AIM OF THE TASK:
Nothing in the entries may change when they are transcribed.

☆ ☆ ☆ ☆

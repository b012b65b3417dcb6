/*
 * retry.rs
 * Copyright (C) 2026 Chris Burdess
 *
 * This file is part of Strada, a blocking-style HTTP/1.1 client library.
 *
 * Strada is free software: you can redistribute it and/or modify
 * it under the terms of the GNU General Public License as published by
 * the Free Software Foundation, either version 3 of the License, or
 * (at your option) any later version.
 *
 * Strada is distributed in the hope that it will be useful,
 * but WITHOUT ANY WARRANTY; without even the implied warranty of
 * MERCHANTABILITY or FITNESS FOR A PARTICULAR PURPOSE.  See the
 * GNU General Public License for more details.
 *
 * You should have received a copy of the GNU General Public License
 * along with Strada.  If not, see <http://www.gnu.org/licenses/>.
 */

//! Readiness retry: apply an operation on a non-blocking socket and, while it
//! reports that it is blocked, wait for the wanted readiness with a shrinking
//! time budget before applying it again.
//!
//! Every blocking-looking call in the crate (TCP connect completion, plain
//! send/receive, TLS handshake, TLS read/write/shutdown, accept) is one
//! `Operation` driven by [`retry`].

use std::io;
use std::os::fd::AsRawFd;
use std::time::{Duration, Instant};

use crate::sys::{self, Interest, Readiness};

/// Which readiness an operation last waited for.
#[derive(Debug, Clone, Copy, PartialEq, Eq, Default)]
pub enum WantedOp {
    #[default]
    None,
    Read,
    Write,
}

/// Result of applying an operation once.
#[derive(Debug)]
pub(crate) enum Step<T> {
    Done(T),
    WantRead,
    WantWrite,
    Failed(Failure),
}

/// Hard failure of an operation.
#[derive(Debug)]
pub(crate) enum Failure {
    Io(io::Error),
    Tls(rustls::Error),
}

impl From<io::Error> for Failure {
    fn from(err: io::Error) -> Self {
        Failure::Io(err)
    }
}

/// Why `retry` gave up.
#[derive(Debug)]
pub(crate) enum RetryError {
    /// Budget exhausted while waiting; not an error on the socket itself.
    TimedOut(WantedOp),
    /// The readiness wait itself failed.
    Poll(io::Error),
    Failed(Failure),
}

impl RetryError {
    /// Collapse into an `io::Error` for `Read`/`Write` implementations.
    pub(crate) fn into_io(self) -> io::Error {
        match self {
            RetryError::TimedOut(_) => io::Error::from(io::ErrorKind::TimedOut),
            RetryError::Poll(e) | RetryError::Failed(Failure::Io(e)) => e,
            RetryError::Failed(Failure::Tls(e)) => io::Error::new(io::ErrorKind::InvalidData, e),
        }
    }
}

/// One retryable operation over a subject (a socket or a TLS channel).
pub(crate) trait Operation<S: ?Sized> {
    type Output;

    fn apply(&mut self, subject: &mut S) -> Step<Self::Output>;
}

/// Drive `op` until it completes, fails, or `budget` runs out. `None` never times out.
pub(crate) fn retry<S, O>(
    subject: &mut S,
    op: &mut O,
    budget: Option<Duration>,
) -> Result<O::Output, RetryError>
where
    S: AsRawFd + ?Sized,
    O: Operation<S>,
{
    let deadline = budget.map(|b| Instant::now() + b);
    loop {
        let wanted = match op.apply(subject) {
            Step::Done(value) => return Ok(value),
            Step::Failed(failure) => return Err(RetryError::Failed(failure)),
            Step::WantRead => WantedOp::Read,
            Step::WantWrite => WantedOp::Write,
        };
        let remaining = match deadline {
            None => None,
            Some(deadline) => {
                let now = Instant::now();
                if now >= deadline {
                    return Err(RetryError::TimedOut(wanted));
                }
                Some(deadline - now)
            }
        };
        let interest = match wanted {
            WantedOp::Write => Interest::Write,
            _ => Interest::Read,
        };
        match sys::wait_ready(subject.as_raw_fd(), interest, remaining) {
            Ok(Readiness::Ready) => continue,
            Ok(Readiness::TimedOut) => return Err(RetryError::TimedOut(wanted)),
            Err(e) => return Err(RetryError::Poll(e)),
        }
    }
}

/// Map a raw I/O result of a non-blocking call onto a step.
pub(crate) fn step_from_io<T>(result: io::Result<T>, wanted: WantedOp) -> Option<Step<T>> {
    match result {
        Ok(value) => Some(Step::Done(value)),
        Err(e) if e.kind() == io::ErrorKind::Interrupted => None,
        Err(e) if e.kind() == io::ErrorKind::WouldBlock => Some(match wanted {
            WantedOp::Write => Step::WantWrite,
            _ => Step::WantRead,
        }),
        Err(e) => Some(Step::Failed(Failure::Io(e))),
    }
}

☆ ☆ ☆ ☆

TASK ANSWER:
repository b012b65b3417dcb6
/*
 * retry.rs
 * Copyright (C) 2026 Chris Burdess
 *
 * This file is part of Strada, a blocking-style HTTP/1.1 client library.
 *
 * Strada is free software: you can redistribute it and/or modify
 * it under the terms of the GNU General Public License as published by
 * the Free Software Foundation, either version 3 of the License, or
 * (at your option) any later version.
 *
 * Strada is distributed in the hope that it will be useful,
 * but WITHOUT ANY WARRANTY; without even the implied warranty of
 * MERCHANTABILITY or FITNESS FOR A PARTICULAR PURPOSE.  See the
 * GNU General Public License for more details.
 *
 * You should have received a copy of the GNU General Public License
 * along with Strada.  If not, see <http://www.gnu.org/licenses/>.
 */

//! Readiness retry: apply an operation on a non-blocking socket and, while it
//! reports that it is blocked, wait for the wanted readiness with a shrinking
//! time budget before applying it again.
//!
//! Every blocking-looking call in the crate (TCP connect completion, plain
//! send/receive, TLS handshake, TLS read/write/shutdown, accept) is one
//! `Operation` driven by [`retry`].

use std::io;
use std::os::fd::AsRawFd;
use std::time::{Duration, Instant};

use crate::sys::{self, Interest, Readiness};

/// Which readiness an operation last waited for.
#[derive(Debug, Clone, Copy, PartialEq, Eq, Default)]
pub enum WantedOp {
    #[default]
    None,
    Read,
    Write,
}

/// Result of applying an operation once.
#[derive(Debug)]
pub(crate) enum Step<T> {
    Done(T),
    WantRead,
    WantWrite,
    Failed(Failure),
}

/// Hard failure of an operation.
#[derive(Debug)]
pub(crate) enum Failure {
    Io(io::Error),
    Tls(rustls::Error),
}

impl From<io::Error> for Failure {
    fn from(err: io::Error) -> Self {
        Failure::Io(err)
    }
}

/// Why `retry` gave up.
#[derive(Debug)]
pub(crate) enum RetryError {
    /// Budget exhausted while waiting; not an error on the socket itself.
    TimedOut(WantedOp),
    /// The readiness wait itself failed.
    Poll(io::Error),
    Failed(Failure),
}

impl RetryError {
    /// Collapse into an `io::Error` for `Read`/`Write` implementations.
    pub(crate) fn into_io(self) -> io::Error {
        match self {
            RetryError::TimedOut(_) => io::Error::from(io::ErrorKind::TimedOut),
            RetryError::Poll(e) | RetryError::Failed(Failure::Io(e)) => e,
            RetryError::Failed(Failure::Tls(e)) => io::Error::new(io::ErrorKind::InvalidData, e),
        }
    }
}

/// One retryable operation over a subject (a socket or a TLS channel).
pub(crate) trait Operation<S: ?Sized> {
    type Output;

    fn apply(&mut self, subject: &mut S) -> Step<Self::Output>;
}

/// Drive `op` until it completes, fails, or `budget` runs out. `None` never times out.
pub(crate) fn retry<S, O>(
    subject: &mut S,
    op: &mut O,
    budget: Option<Duration>,
) -> Result<O::Output, RetryError>
where
    S: AsRawFd + ?Sized,
    O: Operation<S>,
{
    let deadline = budget.map(|b| Instant::now() + b);
    loop {
        let wanted = match op.apply(subject) {
            Step::Done(value) => return Ok(value),
            Step::Failed(failure) => return Err(RetryError::Failed(failure)),
            Step::WantRead => WantedOp::Read,
            Step::WantWrite => WantedOp::Write,
        };
        let remaining = match deadline {
            None => None,
            Some(deadline) => {
                let now = Instant::now();
                if now >= deadline {
                    return Err(RetryError::TimedOut(wanted));
                }
                Some(deadline - now)
            }
        };
        let interest = match wanted {
            WantedOp::Write => Interest::Write,
            _ => Interest::Read,
        };
        match sys::wait_ready(subject.as_raw_fd(), interest, remaining) {
            Ok(Readiness::Ready) => continue,
            Ok(Readiness::TimedOut) => return Err(RetryError::TimedOut(wanted)),
            Err(e) => return Err(RetryError::Poll(e)),
        }
    }
}

/// Map a raw I/O result of a non-blocking call onto a step.
pub(crate) fn step_from_io<T>(result: io::Result<T>, wanted: WantedOp) -> Option<Step<T>> {
    match result {
        Ok(value) => Some(Step::Done(value)),
        Err(e) if e.kind() == io::ErrorKind::Interrupted => None,
        Err(e) if e.kind() == io::ErrorKind::WouldBlock => Some(match wanted {
            WantedOp::Write => Step::WantWrite,
            _ => Step::WantRead,
        }),
        Err(e) => Some(Step::Failed(Failure::Io(e))),
    }
}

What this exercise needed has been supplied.